- **WHAT THE TASK REQUIRES**
In the material below, the lines from the one containing "API request router." through the one containing "pub enum RouterError" are to be given again exactly, ends included, and no others.

- **INFORMATION**
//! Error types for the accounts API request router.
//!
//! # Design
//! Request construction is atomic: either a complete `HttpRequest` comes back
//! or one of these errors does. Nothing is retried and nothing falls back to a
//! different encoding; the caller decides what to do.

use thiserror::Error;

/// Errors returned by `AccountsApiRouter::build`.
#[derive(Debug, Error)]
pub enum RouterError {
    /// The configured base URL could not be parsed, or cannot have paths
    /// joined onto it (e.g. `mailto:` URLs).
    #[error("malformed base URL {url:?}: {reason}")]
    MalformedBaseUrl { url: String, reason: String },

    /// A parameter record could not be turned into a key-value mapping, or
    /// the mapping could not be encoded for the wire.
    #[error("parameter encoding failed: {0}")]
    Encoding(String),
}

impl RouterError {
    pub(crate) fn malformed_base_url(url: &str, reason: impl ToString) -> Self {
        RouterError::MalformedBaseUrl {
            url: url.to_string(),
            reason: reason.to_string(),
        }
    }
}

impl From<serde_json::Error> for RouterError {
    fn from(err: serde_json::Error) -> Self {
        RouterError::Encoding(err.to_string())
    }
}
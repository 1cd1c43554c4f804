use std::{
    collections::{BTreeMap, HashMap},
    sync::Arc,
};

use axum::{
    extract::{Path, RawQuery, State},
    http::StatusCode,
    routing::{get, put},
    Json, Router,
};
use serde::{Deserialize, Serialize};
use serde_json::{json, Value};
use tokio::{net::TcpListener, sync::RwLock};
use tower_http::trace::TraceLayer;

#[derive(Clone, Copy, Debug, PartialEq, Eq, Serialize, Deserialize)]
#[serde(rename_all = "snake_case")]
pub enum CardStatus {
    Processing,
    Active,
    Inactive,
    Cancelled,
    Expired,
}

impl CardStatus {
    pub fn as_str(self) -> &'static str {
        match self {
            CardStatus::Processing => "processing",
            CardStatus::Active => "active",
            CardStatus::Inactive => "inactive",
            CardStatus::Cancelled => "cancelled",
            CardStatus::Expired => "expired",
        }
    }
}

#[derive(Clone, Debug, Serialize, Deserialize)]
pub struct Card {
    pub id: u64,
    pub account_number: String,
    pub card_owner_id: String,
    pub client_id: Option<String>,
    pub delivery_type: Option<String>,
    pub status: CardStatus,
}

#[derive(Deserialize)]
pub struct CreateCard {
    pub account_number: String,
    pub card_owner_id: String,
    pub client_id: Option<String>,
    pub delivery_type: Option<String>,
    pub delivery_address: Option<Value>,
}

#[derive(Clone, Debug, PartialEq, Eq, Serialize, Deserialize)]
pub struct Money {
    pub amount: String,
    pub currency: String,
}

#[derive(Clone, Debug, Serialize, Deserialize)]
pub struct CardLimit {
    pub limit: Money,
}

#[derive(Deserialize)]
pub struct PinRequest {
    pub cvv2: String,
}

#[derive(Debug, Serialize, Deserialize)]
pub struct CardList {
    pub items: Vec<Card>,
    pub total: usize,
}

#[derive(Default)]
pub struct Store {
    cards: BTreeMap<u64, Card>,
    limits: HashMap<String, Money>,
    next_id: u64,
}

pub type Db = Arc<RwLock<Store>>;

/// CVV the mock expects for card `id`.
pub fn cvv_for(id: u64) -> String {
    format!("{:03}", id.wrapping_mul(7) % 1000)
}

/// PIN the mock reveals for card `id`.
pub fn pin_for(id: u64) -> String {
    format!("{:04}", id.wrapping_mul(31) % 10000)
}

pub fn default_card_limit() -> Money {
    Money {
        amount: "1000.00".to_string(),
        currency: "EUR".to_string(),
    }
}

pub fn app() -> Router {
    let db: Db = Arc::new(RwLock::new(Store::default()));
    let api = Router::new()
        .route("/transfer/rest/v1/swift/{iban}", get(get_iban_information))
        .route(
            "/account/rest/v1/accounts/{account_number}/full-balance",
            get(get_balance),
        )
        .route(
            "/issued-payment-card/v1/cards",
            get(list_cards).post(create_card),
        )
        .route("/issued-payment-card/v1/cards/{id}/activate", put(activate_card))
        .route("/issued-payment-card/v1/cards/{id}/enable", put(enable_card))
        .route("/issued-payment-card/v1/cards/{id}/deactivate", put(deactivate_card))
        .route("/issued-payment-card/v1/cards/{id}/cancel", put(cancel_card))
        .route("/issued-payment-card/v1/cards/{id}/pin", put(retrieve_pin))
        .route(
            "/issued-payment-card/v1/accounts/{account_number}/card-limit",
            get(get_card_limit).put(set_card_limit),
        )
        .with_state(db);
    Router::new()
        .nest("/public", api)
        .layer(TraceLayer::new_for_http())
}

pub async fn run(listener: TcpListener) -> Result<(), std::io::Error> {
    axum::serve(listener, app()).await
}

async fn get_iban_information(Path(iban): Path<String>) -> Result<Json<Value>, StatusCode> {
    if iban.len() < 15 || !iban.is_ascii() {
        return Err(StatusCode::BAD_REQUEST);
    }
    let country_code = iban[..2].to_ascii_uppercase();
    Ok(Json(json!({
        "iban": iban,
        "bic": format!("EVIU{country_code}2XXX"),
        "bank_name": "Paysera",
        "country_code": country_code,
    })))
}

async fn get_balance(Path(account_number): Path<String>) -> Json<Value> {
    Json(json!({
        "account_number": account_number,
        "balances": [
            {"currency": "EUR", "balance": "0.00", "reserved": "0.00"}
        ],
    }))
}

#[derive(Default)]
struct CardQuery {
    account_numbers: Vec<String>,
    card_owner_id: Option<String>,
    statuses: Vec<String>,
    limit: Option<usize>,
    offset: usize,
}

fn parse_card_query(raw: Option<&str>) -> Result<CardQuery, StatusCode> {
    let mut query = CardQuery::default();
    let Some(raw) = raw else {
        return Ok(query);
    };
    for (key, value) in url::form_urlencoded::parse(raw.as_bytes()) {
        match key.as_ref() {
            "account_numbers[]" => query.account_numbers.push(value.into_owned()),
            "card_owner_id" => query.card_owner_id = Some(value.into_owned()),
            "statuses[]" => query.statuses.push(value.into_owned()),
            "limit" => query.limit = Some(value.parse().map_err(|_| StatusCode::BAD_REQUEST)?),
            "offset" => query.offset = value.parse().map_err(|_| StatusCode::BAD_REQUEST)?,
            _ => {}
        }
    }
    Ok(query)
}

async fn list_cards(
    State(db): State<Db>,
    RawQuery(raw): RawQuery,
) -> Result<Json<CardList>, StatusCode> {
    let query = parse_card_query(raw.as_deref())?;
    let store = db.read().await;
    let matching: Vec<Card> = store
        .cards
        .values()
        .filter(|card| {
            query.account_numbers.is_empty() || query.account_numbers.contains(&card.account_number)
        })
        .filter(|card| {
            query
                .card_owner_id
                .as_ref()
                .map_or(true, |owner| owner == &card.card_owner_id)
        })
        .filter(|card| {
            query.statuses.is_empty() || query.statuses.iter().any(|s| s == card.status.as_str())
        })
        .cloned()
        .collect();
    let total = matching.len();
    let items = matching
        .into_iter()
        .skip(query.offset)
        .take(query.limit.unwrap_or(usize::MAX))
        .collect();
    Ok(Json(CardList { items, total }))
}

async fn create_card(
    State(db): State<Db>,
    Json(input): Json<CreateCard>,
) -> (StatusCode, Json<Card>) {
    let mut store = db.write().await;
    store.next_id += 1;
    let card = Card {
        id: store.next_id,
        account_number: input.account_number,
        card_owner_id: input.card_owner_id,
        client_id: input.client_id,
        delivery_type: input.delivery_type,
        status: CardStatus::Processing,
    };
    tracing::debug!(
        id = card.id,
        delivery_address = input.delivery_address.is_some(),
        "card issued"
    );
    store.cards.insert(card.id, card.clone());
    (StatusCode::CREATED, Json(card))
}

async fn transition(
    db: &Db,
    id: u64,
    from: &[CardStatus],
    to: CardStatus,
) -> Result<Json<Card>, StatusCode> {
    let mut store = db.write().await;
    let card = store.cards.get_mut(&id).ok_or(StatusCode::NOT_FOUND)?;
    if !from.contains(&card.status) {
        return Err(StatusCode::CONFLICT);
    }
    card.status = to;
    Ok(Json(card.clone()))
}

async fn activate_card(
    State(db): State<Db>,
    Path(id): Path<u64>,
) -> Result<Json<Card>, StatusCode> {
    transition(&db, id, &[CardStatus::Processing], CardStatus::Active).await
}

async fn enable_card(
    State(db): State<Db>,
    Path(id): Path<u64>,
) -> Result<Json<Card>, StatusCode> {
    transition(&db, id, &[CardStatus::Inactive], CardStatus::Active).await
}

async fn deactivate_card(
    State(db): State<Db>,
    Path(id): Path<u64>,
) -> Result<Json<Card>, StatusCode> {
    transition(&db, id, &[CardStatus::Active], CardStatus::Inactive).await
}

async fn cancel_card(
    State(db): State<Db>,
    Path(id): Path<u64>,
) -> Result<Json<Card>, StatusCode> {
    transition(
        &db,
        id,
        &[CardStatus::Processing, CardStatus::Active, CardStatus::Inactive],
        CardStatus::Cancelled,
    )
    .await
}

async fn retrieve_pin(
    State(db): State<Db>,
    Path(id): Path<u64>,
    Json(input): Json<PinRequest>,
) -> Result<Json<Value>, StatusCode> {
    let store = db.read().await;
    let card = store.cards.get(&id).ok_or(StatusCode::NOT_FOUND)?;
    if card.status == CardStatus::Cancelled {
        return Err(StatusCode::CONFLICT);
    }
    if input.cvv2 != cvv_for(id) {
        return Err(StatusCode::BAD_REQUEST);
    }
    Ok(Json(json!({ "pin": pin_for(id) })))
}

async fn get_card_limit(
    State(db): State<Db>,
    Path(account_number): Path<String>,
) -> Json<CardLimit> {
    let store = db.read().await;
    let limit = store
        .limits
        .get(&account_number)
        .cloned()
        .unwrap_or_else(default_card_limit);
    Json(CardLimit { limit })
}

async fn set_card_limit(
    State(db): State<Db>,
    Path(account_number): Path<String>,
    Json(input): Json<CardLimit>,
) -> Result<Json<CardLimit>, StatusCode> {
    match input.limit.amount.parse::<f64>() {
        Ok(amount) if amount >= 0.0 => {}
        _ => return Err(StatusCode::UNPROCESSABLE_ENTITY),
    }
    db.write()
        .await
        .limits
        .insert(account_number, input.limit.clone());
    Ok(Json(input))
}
* * *
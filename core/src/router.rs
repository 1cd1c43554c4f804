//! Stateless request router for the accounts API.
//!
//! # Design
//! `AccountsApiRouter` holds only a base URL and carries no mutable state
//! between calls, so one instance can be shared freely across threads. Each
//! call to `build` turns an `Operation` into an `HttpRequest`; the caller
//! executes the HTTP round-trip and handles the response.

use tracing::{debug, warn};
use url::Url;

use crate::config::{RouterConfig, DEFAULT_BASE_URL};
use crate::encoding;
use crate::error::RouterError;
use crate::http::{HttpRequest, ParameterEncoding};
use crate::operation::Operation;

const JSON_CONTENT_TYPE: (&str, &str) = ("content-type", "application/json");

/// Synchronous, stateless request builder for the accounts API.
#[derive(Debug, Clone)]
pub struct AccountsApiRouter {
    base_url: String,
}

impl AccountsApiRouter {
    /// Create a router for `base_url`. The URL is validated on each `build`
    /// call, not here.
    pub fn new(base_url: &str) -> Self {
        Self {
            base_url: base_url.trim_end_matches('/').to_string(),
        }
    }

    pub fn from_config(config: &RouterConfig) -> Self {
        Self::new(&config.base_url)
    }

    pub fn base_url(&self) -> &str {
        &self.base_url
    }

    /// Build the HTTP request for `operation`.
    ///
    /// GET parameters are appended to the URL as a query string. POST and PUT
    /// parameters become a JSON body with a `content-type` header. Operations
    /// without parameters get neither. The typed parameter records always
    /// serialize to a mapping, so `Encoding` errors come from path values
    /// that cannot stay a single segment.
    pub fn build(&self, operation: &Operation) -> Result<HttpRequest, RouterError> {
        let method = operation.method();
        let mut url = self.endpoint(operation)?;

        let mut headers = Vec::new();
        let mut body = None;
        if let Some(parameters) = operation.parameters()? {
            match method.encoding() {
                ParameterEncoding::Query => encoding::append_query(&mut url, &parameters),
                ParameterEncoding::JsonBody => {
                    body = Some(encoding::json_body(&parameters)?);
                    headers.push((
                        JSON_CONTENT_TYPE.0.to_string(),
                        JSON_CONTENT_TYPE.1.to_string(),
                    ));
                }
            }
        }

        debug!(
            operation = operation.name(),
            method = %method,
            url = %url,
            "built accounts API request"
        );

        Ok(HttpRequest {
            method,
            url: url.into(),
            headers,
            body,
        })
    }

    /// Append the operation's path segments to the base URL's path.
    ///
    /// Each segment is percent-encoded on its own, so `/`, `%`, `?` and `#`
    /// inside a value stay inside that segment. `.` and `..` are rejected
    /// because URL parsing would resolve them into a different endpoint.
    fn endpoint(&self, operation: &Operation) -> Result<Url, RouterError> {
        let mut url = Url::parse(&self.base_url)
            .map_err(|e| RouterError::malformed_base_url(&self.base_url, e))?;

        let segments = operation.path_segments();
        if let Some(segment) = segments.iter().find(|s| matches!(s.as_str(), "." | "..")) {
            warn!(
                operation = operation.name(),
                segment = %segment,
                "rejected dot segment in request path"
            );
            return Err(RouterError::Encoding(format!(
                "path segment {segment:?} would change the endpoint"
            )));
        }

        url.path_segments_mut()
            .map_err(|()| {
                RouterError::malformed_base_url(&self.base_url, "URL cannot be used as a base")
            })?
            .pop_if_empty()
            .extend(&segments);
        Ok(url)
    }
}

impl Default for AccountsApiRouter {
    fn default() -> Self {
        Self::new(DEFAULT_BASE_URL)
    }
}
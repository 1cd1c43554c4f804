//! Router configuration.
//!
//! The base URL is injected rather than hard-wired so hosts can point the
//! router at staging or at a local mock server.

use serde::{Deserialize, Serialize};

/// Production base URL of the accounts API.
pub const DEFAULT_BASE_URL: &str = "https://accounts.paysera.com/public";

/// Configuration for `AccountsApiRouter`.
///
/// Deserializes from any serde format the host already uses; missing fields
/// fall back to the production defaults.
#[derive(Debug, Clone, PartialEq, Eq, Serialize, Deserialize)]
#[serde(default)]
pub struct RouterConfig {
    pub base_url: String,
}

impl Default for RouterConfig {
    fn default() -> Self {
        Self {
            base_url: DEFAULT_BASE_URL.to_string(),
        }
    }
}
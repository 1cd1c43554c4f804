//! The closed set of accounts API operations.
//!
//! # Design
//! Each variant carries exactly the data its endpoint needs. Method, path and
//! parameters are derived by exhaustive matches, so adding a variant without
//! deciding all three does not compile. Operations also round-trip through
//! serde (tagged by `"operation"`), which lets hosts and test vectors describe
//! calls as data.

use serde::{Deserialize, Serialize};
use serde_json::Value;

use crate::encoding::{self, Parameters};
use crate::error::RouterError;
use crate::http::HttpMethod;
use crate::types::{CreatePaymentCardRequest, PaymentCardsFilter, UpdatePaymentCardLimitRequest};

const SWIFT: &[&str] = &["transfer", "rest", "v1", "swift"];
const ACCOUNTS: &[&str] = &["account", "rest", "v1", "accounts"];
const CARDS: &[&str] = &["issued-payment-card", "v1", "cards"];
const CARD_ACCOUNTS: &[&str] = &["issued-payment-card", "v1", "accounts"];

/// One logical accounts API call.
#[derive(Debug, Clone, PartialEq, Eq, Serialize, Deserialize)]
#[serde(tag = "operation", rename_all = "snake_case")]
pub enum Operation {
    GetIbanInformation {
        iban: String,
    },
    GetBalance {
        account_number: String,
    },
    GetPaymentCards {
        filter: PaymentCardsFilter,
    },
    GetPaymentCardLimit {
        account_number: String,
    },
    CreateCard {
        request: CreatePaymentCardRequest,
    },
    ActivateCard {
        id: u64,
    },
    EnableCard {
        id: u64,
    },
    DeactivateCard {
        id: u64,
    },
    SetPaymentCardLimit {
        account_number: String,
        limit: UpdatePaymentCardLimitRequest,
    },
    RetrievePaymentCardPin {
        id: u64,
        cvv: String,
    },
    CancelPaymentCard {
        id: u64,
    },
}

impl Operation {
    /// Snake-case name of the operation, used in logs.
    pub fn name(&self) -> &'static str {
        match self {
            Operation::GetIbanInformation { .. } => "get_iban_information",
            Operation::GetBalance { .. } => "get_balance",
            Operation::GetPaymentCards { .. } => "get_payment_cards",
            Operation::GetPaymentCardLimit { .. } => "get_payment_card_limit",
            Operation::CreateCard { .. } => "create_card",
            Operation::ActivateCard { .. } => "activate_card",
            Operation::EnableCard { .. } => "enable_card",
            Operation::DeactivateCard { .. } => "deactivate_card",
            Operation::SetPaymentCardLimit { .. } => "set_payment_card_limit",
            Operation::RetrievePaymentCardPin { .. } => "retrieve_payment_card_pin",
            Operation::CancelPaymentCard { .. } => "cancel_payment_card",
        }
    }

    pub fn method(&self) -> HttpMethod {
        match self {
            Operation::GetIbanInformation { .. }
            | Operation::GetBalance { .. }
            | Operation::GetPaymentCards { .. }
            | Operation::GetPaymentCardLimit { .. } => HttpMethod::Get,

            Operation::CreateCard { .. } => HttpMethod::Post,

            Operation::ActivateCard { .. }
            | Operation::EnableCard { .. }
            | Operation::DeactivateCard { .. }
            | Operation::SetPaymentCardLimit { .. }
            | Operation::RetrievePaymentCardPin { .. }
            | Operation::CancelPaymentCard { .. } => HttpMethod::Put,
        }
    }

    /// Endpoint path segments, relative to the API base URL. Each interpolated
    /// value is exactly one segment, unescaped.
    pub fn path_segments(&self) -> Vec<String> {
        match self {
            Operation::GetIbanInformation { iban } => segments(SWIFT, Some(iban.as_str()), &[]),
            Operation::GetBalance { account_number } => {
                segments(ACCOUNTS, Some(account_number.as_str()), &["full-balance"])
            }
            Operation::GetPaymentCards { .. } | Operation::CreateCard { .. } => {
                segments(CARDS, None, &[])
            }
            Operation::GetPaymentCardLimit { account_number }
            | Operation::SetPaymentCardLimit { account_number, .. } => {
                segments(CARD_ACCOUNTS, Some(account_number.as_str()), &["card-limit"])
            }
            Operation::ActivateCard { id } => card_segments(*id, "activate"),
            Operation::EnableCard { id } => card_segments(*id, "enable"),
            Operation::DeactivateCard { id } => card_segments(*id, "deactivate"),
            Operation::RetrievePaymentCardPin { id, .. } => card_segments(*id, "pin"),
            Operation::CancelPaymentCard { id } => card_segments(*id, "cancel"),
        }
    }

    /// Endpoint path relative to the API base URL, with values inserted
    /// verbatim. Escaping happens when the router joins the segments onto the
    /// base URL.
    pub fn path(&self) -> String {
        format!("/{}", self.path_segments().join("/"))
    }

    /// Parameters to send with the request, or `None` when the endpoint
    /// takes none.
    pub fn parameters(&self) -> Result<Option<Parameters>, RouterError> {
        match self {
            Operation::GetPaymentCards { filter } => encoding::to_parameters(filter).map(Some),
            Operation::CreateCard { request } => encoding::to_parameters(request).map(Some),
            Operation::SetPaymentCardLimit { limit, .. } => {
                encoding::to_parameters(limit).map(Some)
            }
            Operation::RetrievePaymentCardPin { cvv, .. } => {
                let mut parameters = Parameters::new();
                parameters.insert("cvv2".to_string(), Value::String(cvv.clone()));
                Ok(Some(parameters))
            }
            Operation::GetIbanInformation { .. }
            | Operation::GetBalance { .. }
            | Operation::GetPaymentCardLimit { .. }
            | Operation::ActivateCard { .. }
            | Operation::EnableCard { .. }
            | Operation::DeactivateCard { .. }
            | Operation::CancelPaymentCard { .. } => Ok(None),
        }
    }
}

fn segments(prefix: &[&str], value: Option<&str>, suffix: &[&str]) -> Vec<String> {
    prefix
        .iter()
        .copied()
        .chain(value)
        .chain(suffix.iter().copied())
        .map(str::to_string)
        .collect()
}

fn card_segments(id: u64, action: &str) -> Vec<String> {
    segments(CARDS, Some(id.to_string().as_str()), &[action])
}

- **YOUR RESPONSE**
//! Error types for the accounts API request router.
//!
//! # Design
//! Request construction is atomic: either a complete `HttpRequest` comes back
//! or one of these errors does. Nothing is retried and nothing falls back to a
//! different encoding; the caller decides what to do.

use thiserror::Error;

/// Errors returned by `AccountsApiRouter::build`.
#[derive(Debug, Error)]
pub enum RouterError {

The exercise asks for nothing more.